#### WHAT IS REQUIRED:
Each line of the listing below, from the very first to the one that contains "#[derive(Debug, Clone, PartialEq)]", is to be retyped exactly as it stands.
======== DATASET
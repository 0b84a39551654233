//! Backtest orchestration: one strategy against one bar series, and the
//! batch runner that fans a request out across strategies.
//!
//! A single run is pure: pipeline, evaluator, simulator, summarizer, in
//! that order, over a private copy of the bars. The batch runner only adds
//! validation and data access around it, and keeps every item's outcome
//! independent of the others.

use crate::domain::config_validation::validate_strategy;
use crate::domain::error::StratbenchError;
use crate::domain::execution::{simulate, ExitThresholds, SimulationResult};
use crate::domain::metrics::{summarize, Summary};
use crate::domain::ohlcv::BarSeries;
use crate::domain::pipeline::{compute_for_strategy, IndicatorFrame};
use crate::domain::position::Trade;
use crate::domain::rule_eval::{evaluate, Signals};
use crate::domain::strategy::{symbol_hint, StrategySpec};
use crate::ports::config_port::ConfigPort;
use crate::ports::data_port::DataPort;
use rayon::prelude::*;
use serde::Serialize;
use serde_json::Value;
use std::path::Path;
use tracing::{info, warn};

#[derive(Debug, Clone, PartialEq)]
pub struct BacktestRun {
    pub frame: IndicatorFrame,
    pub signals: Signals,
    pub simulation: SimulationResult,
    pub summary: Summary,
}

impl BacktestRun {
    pub fn trades(&self) -> &[Trade] {
        &self.simulation.trades
    }
}

pub fn run_strategy(bars: &BarSeries, spec: &StrategySpec) -> Result<BacktestRun, StratbenchError> {
    let frame = compute_for_strategy(bars, spec);
    let signals = evaluate(&frame, &spec.entry_rules, &spec.exit_conditions)?;
    let thresholds = ExitThresholds {
        take_profit: spec.take_profit(),
        stop_loss: spec.stop_loss(),
    };
    let simulation = simulate(frame.bars(), &signals, thresholds, spec.investment);
    let summary = summarize(&simulation.trades, spec.investment);

    Ok(BacktestRun {
        frame,
        signals,
        simulation,
        summary,
    })
}

/// Raw request items; each is parsed on its own so one malformed item
/// cannot fail the batch.
#[derive(Debug, Clone, Default, PartialEq)]
pub struct BacktestRequest {
    pub stocks: Vec<Value>,
}

impl BacktestRequest {
    /// Accepts `{"stocks": [...]}` or a bare array of strategy items.
    pub fn from_value(value: Value) -> Result<Self, StratbenchError> {
        match value {
            Value::Array(stocks) => Ok(Self { stocks }),
            Value::Object(mut map) => match map.remove("stocks") {
                Some(Value::Array(stocks)) => Ok(Self { stocks }),
                _ => Err(StratbenchError::Request {
                    reason: "expected a \"stocks\" array".to_string(),
                }),
            },
            _ => Err(StratbenchError::Request {
                reason: "request must be a JSON object or array".to_string(),
            }),
        }
    }

    pub fn from_json(text: &str) -> Result<Self, StratbenchError> {
        Self::from_value(serde_json::from_str(text)?)
    }

    pub fn from_file<P: AsRef<Path>>(path: P) -> Result<Self, StratbenchError> {
        Self::from_json(&std::fs::read_to_string(path)?)
    }
}

#[derive(Debug)]
pub struct StrategyOutcome {
    pub symbol: String,
    pub result: Result<BacktestRun, StratbenchError>,
}

/// Wire shape of one outcome.
#[derive(Debug, Serialize)]
#[serde(untagged)]
pub enum OutcomeReport<'a> {
    Completed {
        symbol: &'a str,
        trades: &'a [Trade],
        summary: &'a Summary,
    },
    Failed {
        symbol: &'a str,
        error: String,
    },
}

impl StrategyOutcome {
    pub fn report(&self) -> OutcomeReport<'_> {
        match &self.result {
            Ok(run) => OutcomeReport::Completed {
                symbol: &self.symbol,
                trades: run.trades(),
                summary: &run.summary,
            },
            Err(e) => OutcomeReport::Failed {
                symbol: &self.symbol,
                error: e.to_string(),
            },
        }
    }

    pub fn is_ok(&self) -> bool {
        self.result.is_ok()
    }
}

#[derive(Debug, Clone, Copy, PartialEq, Eq)]
pub struct BatchOptions {
    pub parallel: bool,
    /// 0 uses rayon's default thread count.
    pub workers: usize,
}

impl Default for BatchOptions {
    fn default() -> Self {
        Self {
            parallel: true,
            workers: 0,
        }
    }
}

impl BatchOptions {
    pub fn from_config(config: &dyn ConfigPort) -> Self {
        Self {
            parallel: config.get_bool("run", "parallel", true),
            workers: usize::try_from(config.get_int("run", "workers", 0)).unwrap_or(0),
        }
    }

    pub fn sequential() -> Self {
        Self {
            parallel: false,
            workers: 0,
        }
    }
}

/// One outcome per request item, in request order.
pub fn run_batch(
    data: &dyn DataPort,
    request: &BacktestRequest,
    options: &BatchOptions,
) -> Vec<StrategyOutcome> {
    info!(
        strategies = request.stocks.len(),
        parallel = options.parallel,
        "starting batch"
    );

    if !options.parallel {
        return request.stocks.iter().map(|item| run_item(data, item)).collect();
    }

    let run_all = || {
        request
            .stocks
            .par_iter()
            .map(|item| run_item(data, item))
            .collect::<Vec<_>>()
    };

    if options.workers == 0 {
        return run_all();
    }
    match rayon::ThreadPoolBuilder::new()
        .num_threads(options.workers)
        .build()
    {
        Ok(pool) => pool.install(run_all),
        Err(e) => {
            warn!(error = %e, "could not build worker pool; using the global pool");
            run_all()
        }
    }
}

/// Parse, validate, fetch and run a single request item.
pub fn run_item(data: &dyn DataPort, item: &Value) -> StrategyOutcome {
    let symbol = symbol_hint(item);
    let result = StrategySpec::from_value(item).and_then(|spec| {
        validate_strategy(&spec)?;
        let bars = data.fetch_bars(&spec.symbol, &spec.timeframe, spec.history_start())?;
        run_strategy(&bars, &spec)
    });

    match &result {
        Ok(run) => info!(
            symbol = %symbol,
            bars = run.frame.len(),
            trades = run.summary.num_trades,
            total_profit = run.summary.total_profit,
            "strategy finished"
        ),
        Err(e) => warn!(symbol = %symbol, error = %e, "strategy failed"),
    }

    StrategyOutcome { symbol, result }
}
================
#### RESPONSE:
repository 0b84a39551654233
//! Backtest orchestration: one strategy against one bar series, and the
//! batch runner that fans a request out across strategies.
//!
//! A single run is pure: pipeline, evaluator, simulator, summarizer, in
//! that order, over a private copy of the bars. The batch runner only adds
//! validation and data access around it, and keeps every item's outcome
//! independent of the others.

use crate::domain::config_validation::validate_strategy;
use crate::domain::error::StratbenchError;
use crate::domain::execution::{simulate, ExitThresholds, SimulationResult};
use crate::domain::metrics::{summarize, Summary};
use crate::domain::ohlcv::BarSeries;
use crate::domain::pipeline::{compute_for_strategy, IndicatorFrame};
use crate::domain::position::Trade;
use crate::domain::rule_eval::{evaluate, Signals};
use crate::domain::strategy::{symbol_hint, StrategySpec};
use crate::ports::config_port::ConfigPort;
use crate::ports::data_port::DataPort;
use rayon::prelude::*;
use serde::Serialize;
use serde_json::Value;
use std::path::Path;
use tracing::{info, warn};

#[derive(Debug, Clone, PartialEq)]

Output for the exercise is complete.